*** Data ***

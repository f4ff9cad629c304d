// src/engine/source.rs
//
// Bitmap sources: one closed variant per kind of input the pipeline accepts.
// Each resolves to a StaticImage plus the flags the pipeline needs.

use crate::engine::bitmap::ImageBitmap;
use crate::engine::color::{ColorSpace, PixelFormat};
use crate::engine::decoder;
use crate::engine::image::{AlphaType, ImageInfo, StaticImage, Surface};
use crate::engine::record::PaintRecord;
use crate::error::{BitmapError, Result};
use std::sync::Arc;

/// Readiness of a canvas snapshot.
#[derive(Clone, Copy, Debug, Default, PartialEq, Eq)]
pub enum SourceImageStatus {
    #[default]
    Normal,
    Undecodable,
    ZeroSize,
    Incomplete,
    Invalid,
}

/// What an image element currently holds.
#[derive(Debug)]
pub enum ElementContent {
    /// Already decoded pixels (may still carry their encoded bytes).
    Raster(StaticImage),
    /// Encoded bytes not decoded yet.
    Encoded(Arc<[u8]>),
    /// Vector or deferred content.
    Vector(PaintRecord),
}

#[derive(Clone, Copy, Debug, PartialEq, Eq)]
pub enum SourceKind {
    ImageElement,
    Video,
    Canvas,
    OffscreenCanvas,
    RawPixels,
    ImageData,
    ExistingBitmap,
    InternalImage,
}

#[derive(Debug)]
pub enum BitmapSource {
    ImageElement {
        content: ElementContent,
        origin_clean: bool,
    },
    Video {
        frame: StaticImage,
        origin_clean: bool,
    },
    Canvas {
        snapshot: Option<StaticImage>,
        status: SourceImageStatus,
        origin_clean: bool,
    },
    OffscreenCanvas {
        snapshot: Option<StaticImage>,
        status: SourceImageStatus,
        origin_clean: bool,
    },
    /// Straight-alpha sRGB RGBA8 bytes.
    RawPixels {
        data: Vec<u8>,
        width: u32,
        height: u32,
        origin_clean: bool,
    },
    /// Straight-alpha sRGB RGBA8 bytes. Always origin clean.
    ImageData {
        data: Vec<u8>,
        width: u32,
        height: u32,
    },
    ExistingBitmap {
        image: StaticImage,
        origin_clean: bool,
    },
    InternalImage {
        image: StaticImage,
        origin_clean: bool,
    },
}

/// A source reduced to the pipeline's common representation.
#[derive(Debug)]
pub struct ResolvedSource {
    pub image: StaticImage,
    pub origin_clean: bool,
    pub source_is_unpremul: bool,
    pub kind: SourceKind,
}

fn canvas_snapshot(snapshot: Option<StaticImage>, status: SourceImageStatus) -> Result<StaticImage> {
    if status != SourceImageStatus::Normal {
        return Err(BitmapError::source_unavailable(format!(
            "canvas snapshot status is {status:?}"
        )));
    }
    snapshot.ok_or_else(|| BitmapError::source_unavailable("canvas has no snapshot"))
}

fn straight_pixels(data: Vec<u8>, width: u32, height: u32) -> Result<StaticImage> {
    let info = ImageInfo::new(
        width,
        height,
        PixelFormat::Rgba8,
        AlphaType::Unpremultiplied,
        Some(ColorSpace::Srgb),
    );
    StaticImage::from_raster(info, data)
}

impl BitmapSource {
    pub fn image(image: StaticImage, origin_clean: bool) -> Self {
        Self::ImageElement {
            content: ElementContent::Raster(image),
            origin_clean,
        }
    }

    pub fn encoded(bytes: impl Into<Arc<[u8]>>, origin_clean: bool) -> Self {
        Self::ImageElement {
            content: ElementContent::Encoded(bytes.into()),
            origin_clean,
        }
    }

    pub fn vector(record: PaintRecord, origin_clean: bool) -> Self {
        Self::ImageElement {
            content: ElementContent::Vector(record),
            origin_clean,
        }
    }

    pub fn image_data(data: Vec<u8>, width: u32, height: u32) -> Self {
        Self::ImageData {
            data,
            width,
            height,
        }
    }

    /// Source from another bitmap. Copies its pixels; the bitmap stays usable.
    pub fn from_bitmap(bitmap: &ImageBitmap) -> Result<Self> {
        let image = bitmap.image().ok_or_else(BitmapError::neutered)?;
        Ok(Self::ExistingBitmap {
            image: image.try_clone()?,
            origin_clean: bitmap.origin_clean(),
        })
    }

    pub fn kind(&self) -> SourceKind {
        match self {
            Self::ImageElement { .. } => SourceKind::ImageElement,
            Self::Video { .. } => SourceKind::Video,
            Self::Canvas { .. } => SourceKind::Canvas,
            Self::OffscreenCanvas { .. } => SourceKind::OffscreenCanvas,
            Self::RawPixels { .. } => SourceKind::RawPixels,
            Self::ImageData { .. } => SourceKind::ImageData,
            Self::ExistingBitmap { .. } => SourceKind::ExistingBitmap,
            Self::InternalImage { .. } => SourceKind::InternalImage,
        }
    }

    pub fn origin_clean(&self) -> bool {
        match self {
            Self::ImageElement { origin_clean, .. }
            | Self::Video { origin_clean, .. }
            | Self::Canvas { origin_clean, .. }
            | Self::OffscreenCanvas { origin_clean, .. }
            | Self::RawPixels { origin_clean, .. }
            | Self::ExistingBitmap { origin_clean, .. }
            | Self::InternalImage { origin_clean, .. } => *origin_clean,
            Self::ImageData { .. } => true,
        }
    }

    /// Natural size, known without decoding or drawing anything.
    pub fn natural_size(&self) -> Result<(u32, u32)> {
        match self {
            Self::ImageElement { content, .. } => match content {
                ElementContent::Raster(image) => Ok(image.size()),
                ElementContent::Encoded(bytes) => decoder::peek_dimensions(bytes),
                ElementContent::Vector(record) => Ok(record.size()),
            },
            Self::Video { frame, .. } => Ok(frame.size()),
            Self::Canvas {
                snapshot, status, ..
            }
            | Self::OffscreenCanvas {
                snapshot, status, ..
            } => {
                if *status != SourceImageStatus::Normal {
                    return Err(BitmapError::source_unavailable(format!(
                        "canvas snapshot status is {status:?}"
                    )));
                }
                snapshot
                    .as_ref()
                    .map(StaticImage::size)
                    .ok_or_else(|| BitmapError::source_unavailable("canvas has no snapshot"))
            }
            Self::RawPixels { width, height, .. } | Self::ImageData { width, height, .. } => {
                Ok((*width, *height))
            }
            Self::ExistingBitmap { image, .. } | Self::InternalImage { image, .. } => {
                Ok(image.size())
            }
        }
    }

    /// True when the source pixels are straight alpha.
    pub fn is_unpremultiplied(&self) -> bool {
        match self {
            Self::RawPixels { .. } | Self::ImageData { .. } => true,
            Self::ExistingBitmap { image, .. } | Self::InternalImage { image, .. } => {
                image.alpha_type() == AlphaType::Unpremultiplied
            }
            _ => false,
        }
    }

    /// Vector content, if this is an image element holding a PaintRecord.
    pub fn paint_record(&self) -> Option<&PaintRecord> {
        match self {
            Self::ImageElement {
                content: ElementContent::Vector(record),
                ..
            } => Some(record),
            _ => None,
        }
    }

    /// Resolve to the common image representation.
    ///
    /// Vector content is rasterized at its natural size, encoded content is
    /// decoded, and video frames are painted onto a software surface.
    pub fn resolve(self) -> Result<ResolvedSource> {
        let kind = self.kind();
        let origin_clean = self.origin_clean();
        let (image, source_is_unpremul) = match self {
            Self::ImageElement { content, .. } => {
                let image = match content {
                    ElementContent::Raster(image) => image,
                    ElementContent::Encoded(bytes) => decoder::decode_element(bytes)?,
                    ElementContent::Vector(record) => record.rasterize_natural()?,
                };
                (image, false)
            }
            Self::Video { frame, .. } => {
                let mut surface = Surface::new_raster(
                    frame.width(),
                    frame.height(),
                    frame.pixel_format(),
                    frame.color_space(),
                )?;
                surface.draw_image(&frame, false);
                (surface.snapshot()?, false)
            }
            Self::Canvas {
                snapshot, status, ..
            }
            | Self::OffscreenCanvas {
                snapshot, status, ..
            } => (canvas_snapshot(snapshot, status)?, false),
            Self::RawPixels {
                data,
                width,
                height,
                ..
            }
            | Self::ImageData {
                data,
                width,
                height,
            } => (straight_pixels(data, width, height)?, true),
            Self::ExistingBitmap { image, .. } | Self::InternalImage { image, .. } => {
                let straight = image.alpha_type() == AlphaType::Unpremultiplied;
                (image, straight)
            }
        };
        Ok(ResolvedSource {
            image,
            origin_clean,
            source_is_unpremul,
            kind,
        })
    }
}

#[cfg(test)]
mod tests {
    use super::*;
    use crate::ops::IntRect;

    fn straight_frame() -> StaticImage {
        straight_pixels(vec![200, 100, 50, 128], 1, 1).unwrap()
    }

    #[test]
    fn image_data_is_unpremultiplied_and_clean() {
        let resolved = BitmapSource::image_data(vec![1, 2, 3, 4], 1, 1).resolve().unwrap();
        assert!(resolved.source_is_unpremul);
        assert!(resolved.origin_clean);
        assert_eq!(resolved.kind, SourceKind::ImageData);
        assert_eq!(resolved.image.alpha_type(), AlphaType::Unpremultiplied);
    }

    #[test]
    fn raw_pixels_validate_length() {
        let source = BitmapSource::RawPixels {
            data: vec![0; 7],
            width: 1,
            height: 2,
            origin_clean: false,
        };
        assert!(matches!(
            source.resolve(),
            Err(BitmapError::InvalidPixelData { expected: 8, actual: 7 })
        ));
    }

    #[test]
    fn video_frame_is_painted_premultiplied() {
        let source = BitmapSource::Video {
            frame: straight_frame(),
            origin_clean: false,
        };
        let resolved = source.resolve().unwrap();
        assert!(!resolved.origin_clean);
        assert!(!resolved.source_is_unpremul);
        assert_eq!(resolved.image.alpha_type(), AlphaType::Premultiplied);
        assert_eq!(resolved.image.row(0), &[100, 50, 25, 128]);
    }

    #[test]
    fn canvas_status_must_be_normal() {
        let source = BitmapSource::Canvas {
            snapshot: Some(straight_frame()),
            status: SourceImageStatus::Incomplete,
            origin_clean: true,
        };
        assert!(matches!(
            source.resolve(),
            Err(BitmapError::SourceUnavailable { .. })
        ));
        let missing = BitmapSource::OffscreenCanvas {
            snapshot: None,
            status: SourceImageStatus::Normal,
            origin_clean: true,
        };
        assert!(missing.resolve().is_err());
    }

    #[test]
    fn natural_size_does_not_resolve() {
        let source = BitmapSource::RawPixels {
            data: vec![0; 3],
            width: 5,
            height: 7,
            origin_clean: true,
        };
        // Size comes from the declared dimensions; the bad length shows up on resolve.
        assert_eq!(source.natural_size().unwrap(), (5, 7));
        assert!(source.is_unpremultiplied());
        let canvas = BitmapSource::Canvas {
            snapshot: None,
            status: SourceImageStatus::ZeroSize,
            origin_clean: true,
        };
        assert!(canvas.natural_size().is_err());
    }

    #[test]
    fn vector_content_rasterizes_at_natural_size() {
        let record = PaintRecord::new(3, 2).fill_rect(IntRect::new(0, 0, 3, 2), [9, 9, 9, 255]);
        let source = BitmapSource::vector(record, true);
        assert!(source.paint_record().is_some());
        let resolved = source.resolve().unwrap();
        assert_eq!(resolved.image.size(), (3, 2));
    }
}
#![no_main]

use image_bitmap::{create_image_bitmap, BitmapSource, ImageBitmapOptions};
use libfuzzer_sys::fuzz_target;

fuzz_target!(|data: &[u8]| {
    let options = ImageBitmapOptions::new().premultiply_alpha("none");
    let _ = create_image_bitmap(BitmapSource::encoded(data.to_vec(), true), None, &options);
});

*** End of Data ***

Within the entries above, work out how many lines contain the word "unwrap". The number alone is the answer.

> **Output of the exercise**:
5